L'errore da non fare
L'errore più comune è aggiungere la ricotta alla farcitura mentre la patata è ancora calda: la ricotta si sciolde, la farcitura diventa liquida e i ravioli scoppiano durante la cottura. Allo stesso modo, non strizzare bene le patate dopo la bollitura: l'umidità in eccesso rende la farcitura molle e il ripieno fuoriesce dalla pasta. Infine, non sigillare bene i bordi dei ravioli significa che si aprono in acqua, perdendo la farcitura e rovinando il brodo di cottura.
I nostri consigli
- I ravioli cotti possono conservarsi in frigorifero per 2 giorni riposati su un vassoio con carta forno, coperti con pellicola. Per congelarli, disponeteli su un vassoio, fateli surgelare 3-4 ore sciolti, poi trasferiteli in un contenitore: si conservano 2-3 mesi. Cuocete da congelati allungando il tempo di 1 minuto.
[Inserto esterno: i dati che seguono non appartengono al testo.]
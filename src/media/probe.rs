use std::path::Path;

use crate::foundation::error::{GestaltError, GestaltResult};
use crate::plan::config::SourceMetadata;

#[derive(serde::Deserialize)]
struct ProbeStream {
    codec_type: Option<String>,
    width: Option<u32>,
    height: Option<u32>,
    avg_frame_rate: Option<String>,
    r_frame_rate: Option<String>,
    duration: Option<String>,
}

#[derive(serde::Deserialize)]
struct ProbeFormat {
    duration: Option<String>,
}

#[derive(serde::Deserialize)]
struct ProbeOut {
    #[serde(default)]
    streams: Vec<ProbeStream>,
    format: Option<ProbeFormat>,
}

/// Probe duration, frame rate and dimensions of the first video stream through `ffprobe`.
pub fn probe_video(source_path: &Path) -> GestaltResult<SourceMetadata> {
    if source_path.is_dir() {
        return Err(GestaltError::invalid_input(format!(
            "'{}' is a directory, expected a video file",
            source_path.display()
        )));
    }
    if !source_path.is_file() {
        return Err(GestaltError::invalid_input(format!(
            "'{}' does not exist",
            source_path.display()
        )));
    }

    let out = std::process::Command::new("ffprobe")
        .args([
            "-v",
            "error",
            "-print_format",
            "json",
            "-show_streams",
            "-show_format",
        ])
        .arg(source_path)
        .output()
        .map_err(|e| GestaltError::invalid_input(format!("failed to run ffprobe: {e}")))?;
    if !out.status.success() {
        return Err(GestaltError::invalid_input(format!(
            "ffprobe failed for '{}': {}",
            source_path.display(),
            String::from_utf8_lossy(&out.stderr).trim()
        )));
    }

    let meta = parse_probe_json(&out.stdout)?;
    tracing::info!(
        path = %source_path.display(),
        "source is {}x{} @ {:.3} fps, {:.3}s",
        meta.width,
        meta.height,
        meta.frame_rate,
        meta.duration
    );
    Ok(meta)
}

/// Extract [`SourceMetadata`] from `ffprobe -print_format json` output.
pub(crate) fn parse_probe_json(bytes: &[u8]) -> GestaltResult<SourceMetadata> {
    let parsed: ProbeOut = serde_json::from_slice(bytes)
        .map_err(|e| GestaltError::invalid_input(format!("ffprobe json parse failed: {e}")))?;
    let video_stream = parsed
        .streams
        .iter()
        .find(|s| s.codec_type.as_deref() == Some("video"))
        .ok_or_else(|| GestaltError::invalid_input("no video stream found"))?;

    let width = video_stream
        .width
        .ok_or_else(|| GestaltError::invalid_input("missing video width from ffprobe"))?;
    let height = video_stream
        .height
        .ok_or_else(|| GestaltError::invalid_input("missing video height from ffprobe"))?;

    // avg_frame_rate is "0/0" for some streams; r_frame_rate is the fallback.
    let frame_rate = [&video_stream.avg_frame_rate, &video_stream.r_frame_rate]
        .into_iter()
        .flatten()
        .find_map(|s| parse_rate(s))
        .ok_or_else(|| GestaltError::invalid_input("missing video frame rate from ffprobe"))?;

    let duration = video_stream
        .duration
        .as_deref()
        .or_else(|| parsed.format.as_ref()?.duration.as_deref())
        .and_then(|s| s.trim().parse::<f64>().ok())
        .ok_or_else(|| GestaltError::invalid_input("missing duration from ffprobe"))?;

    SourceMetadata::new(duration, frame_rate, width, height)
}

/// Parse `num/den` or a plain decimal into a positive rate.
pub(crate) fn parse_rate(s: &str) -> Option<f64> {
    let rate = match s.split_once('/') {
        Some((num, den)) => {
            let num: f64 = num.trim().parse().ok()?;
            let den: f64 = den.trim().parse().ok()?;
            if den == 0.0 {
                return None;
            }
            num / den
        }
        None => s.trim().parse().ok()?,
    };
    (rate.is_finite() && rate > 0.0).then_some(rate)
}

#[cfg(test)]
#[path = "../../tests/unit/media/probe.rs"]
mod tests;
//! Condense a video into a single animated "gestalt".
//!
//! The source is cut into N² equal time windows laid out on an N×N grid. Rows alternate
//! direction (serpentine), every cell slides by one cell width while it plays, and extra
//! boundary cells peek in from neighbouring rows so the wrap from one row to the next reads
//! as one continuous path through time.
//!
//! - Describe the source with [`SourceMetadata`] (or probe it with [`VideoHandle::open`])
//! - Plan the grid with [`compute_layout`]
//! - Hand the [`LayoutPlan`] to a [`MediaEngine`] through [`render`]
#![forbid(unsafe_code)]
#![deny(missing_docs)]

mod foundation;

/// Media engine boundary: probing, the engine trait and its `ffmpeg` implementation.
pub mod media;
/// Pure grid planning.
pub mod plan;
/// Composite building and output paths.
pub mod render;

pub use crate::foundation::error::{GestaltError, GestaltResult};

pub use crate::media::engine::{CompositeSpec, LayerSpec, MediaEngine, RecordingEngine};
pub use crate::media::ffmpeg::{FfmpegEngine, is_ffmpeg_on_path};
pub use crate::media::probe::probe_video;
pub use crate::plan::config::{GridConfig, MIN_THUMBS_PER_SIDE, SourceMetadata};
pub use crate::plan::layout::{CellKind, CellPlan, CellSource, LayoutPlan, compute_layout};
pub use crate::plan::motion::{Direction, Motion, position_at};
pub use crate::plan::policy::{
    ClampEvent, GridSize, SizingPolicy, SizingPolicyKind, ThumbSizeFirst, WidthFirst,
};
pub use crate::render::builder::{RenderOptions, RenderResult, VideoHandle, generate, render};
pub use crate::render::output::{
    GifOptions, OutputFormat, default_output_path, resolve_output_path,
};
- La salvia può essere sostituita con il burro semplice a cui aggiungere pepe nero o con un condimento di olio d'oliva, aglio e peperoncino, ma il classico rimane il più adatto al sapore neutro della farcitura.
- Se non avete la ricotta, usate ricotta di pecora o una parte di mascarpone mescolato a ricotta di mucca, che rende la farcitura ancora più cremosa. Non usate formaggio grattugiato come unico ingrediente: diventa sabbiosa.
- Per una versione più leggera, cuocete i ravioli e conditeli con brodo vegetale versato in tavola e un filo d'olio crudo: il risultato è più delicato e digeribile, adatto anche a chi ha lo stomaco sensibile.
Quando prepararla
I ravioli di patate si preparano tutto l'anno, ma trovano il loro momento migliore da settembre a maggio, quando le patate novelle finiscono il loro ciclo e arriva la stagione di quelle da conservazione, che hanno amido più concentrato. Non sono specificamente legati a ricorrenze, ma sono un primo piatto casalingo tradizionale delle mense e delle cene familiari, soprattutto quando le patate vengono dall'orto o dal mercato locale. In estate, si preparano con meno frequenza perché pesano sullo stomaco se mangiati caldi.
Domande frequenti
- Posso fare i ravioli il giorno prima? Sì, preparate la farcitura e l'impasto la sera, riposateli in frigorifero separati. Il mattino dopo, stendete la sfoglia e riempite i ravioli. Non riposano bene già farciti per più di poche ore: la ricotta assorbe umidità dalla pasta.
- Perché i miei ravioli scoppiano durante la cottura? Le cause sono tre: farcitura troppo umida (non hai stretto bene le patate), sigillo insufficiente dei bordi (umetta bene con un dito prima di chiudere), oppure acqua di cottura non abbastanza salata che causa gonfiore anomalo della pasta.
- Quanta farcitura devo mettere in ogni raviolo? Un cucchiaino da caffè raso è la dose giusta. Troppa farcitura non lascia spazio per sigillare; troppo poca rende il raviolo vuoto e non saziante.
- Quale tipo di patata scelgo? Le patate a pasta gialla come la Gialla o la Vitellotta sono migliori: contengono meno amido di quelle farinose e danno un purè cremoso. Le patate rosse sono più acquose. Evitate le patate novelle: hanno troppa umidità.
- Il brodo di cottura diventa torbido: cosa significa? Significa che un raviolo si è spaccato durante la cottura e la farcitura è fuoriuscita. Controlla il prossimo lotto: sigilla meglio i bordi e lascia riposare i ravioli 5 minuti in frigorifero prima di buttarli in acqua.